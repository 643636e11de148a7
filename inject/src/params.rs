use anyhow::{Context, Result};

use syntax::ast::Param;
use util::HashMap;

use crate::{Error, Value};

/// Default value of a declared input, classified once when the
/// declaration is parsed.
#[derive(Debug, Clone, PartialEq)]
pub enum DefaultValue {
    Str(String),
    Null,
    Undefined,
    Bool(bool),
    Int(i64),
    Float(f64),
    Json(serde_json::Value),
    Opaque(String),
}

impl DefaultValue {
    /// Classify the raw text of a default expression.
    pub fn classify(text: &str) -> Self {
        let text = text.trim();
        if let Some(unquoted) = unquote(text) {
            return Self::Str(unquoted.to_owned());
        }
        match text {
            "null" => return Self::Null,
            "undefined" => return Self::Undefined,
            "true" => return Self::Bool(true),
            "false" => return Self::Bool(false),
            _ => (),
        }
        if let Some(num) = numeric(text) {
            return num;
        }
        if is_json_like(text) {
            if let Ok(json) = serde_json::from_str(text) {
                return Self::Json(json);
            }
            log::debug!("default {text} looks like json but isn't; keeping it as text");
        }
        Self::Opaque(text.to_owned())
    }

    pub fn to_value(&self) -> Value {
        match self {
            Self::Str(s) => Value::Str(s.clone()),
            Self::Null => Value::Null,
            Self::Undefined => Value::Undefined,
            Self::Bool(b) => Value::Bool(*b),
            Self::Int(i) => Value::Int(*i),
            Self::Float(f) => Value::Float(*f),
            Self::Json(json) => Value::Json(json.clone()),
            Self::Opaque(s) => Value::Opaque(s.clone()),
        }
    }
}

fn unquote(text: &str) -> Option<&str> {
    let mut chars = text.chars();
    let first = chars.next()?;
    let last = chars.next_back()?;
    if (first == '"' || first == '\'') && first == last {
        Some(&text[1..text.len() - 1])
    } else {
        None
    }
}

fn numeric(text: &str) -> Option<DefaultValue> {
    // keep "inf", "NaN" and friends out; they parse as floats in rust.
    let first = text.chars().next()?;
    if !(first.is_ascii_digit() || first == '-' || first == '+' || first == '.') {
        return None;
    }
    if text.contains('.') {
        let f: f64 = text.parse().ok()?;
        f.is_finite().then_some(DefaultValue::Float(f))
    } else if let Ok(i) = text.parse::<i64>() {
        Some(DefaultValue::Int(i))
    } else {
        // exponent forms like 1e3 have no '.', but aren't ints either:
        let f: f64 = text.parse().ok()?;
        f.is_finite().then_some(DefaultValue::Float(f))
    }
}

fn is_json_like(text: &str) -> bool {
    (text.starts_with('[') && text.ends_with(']')) || (text.starts_with('{') && text.ends_with('}'))
}

/// The ordered input names a task declares, plus defaults for those that have one.
#[derive(Debug, Clone, Default, PartialEq)]
pub struct Params {
    names: Vec<String>,
    defaults: HashMap<String, DefaultValue>,
}

impl Params {
    /// A task that takes no inputs.
    pub fn none() -> Self {
        Self::default()
    }

    /// Inputs without defaults, by name.
    pub fn from_names<I, S>(names: I) -> Self
    where
        I: IntoIterator<Item = S>,
        S: Into<String>,
    {
        Self {
            names: names.into_iter().map(Into::into).collect(),
            defaults: HashMap::default(),
        }
    }

    /// From a signature like `build(scheduler, size=10)`.
    pub fn from_signature(text: &str) -> Result<Self> {
        let params = syntax::parse_signature(text)
            .with_context(|| Error::InvalidDeclaration(text.to_owned()))?;
        Ok(Self::from_ast(&params))
    }

    /// From a bare list like `scheduler, size=10`.
    pub fn from_list(text: &str) -> Result<Self> {
        let params = syntax::parse_params(text)
            .with_context(|| Error::InvalidDeclaration(text.to_owned()))?;
        Ok(Self::from_ast(&params))
    }

    /// From one declaration per entry, e.g. `["scheduler", "size=10"]`.
    pub fn from_entries<I, S>(entries: I) -> Result<Self>
    where
        I: IntoIterator<Item = S>,
        S: AsRef<str>,
    {
        let mut params = Self::none();
        for entry in entries {
            let entry = entry.as_ref();
            let param = syntax::parse_param(entry)
                .with_context(|| Error::InvalidDeclaration(entry.to_owned()))?;
            params.push(&param);
        }
        Ok(params)
    }

    fn from_ast(params: &[Param]) -> Self {
        let mut out = Self::none();
        for param in params {
            out.push(param);
        }
        out
    }

    fn push(&mut self, param: &Param) {
        if let Some(default) = param.default {
            self.defaults
                .insert(param.name.to_owned(), DefaultValue::classify(default));
        }
        self.names.push(param.name.to_owned());
    }

    pub fn names(&self) -> &[String] {
        &self.names
    }

    pub fn default_for(&self, name: &str) -> Option<&DefaultValue> {
        self.defaults.get(name)
    }

    pub fn contains(&self, name: &str) -> bool {
        self.names.iter().any(|n| n == name)
    }

    pub fn len(&self) -> usize {
        self.names.len()
    }

    pub fn is_empty(&self) -> bool {
        self.names.is_empty()
    }
}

* **WHAT TO PRODUCE**:
Report every line of the data above that contains the string "entries" by copying it in full.

* **RESULT OF THE TASK**:
    pub fn from_entries<I, S>(entries: I) -> Result<Self>
        for entry in entries {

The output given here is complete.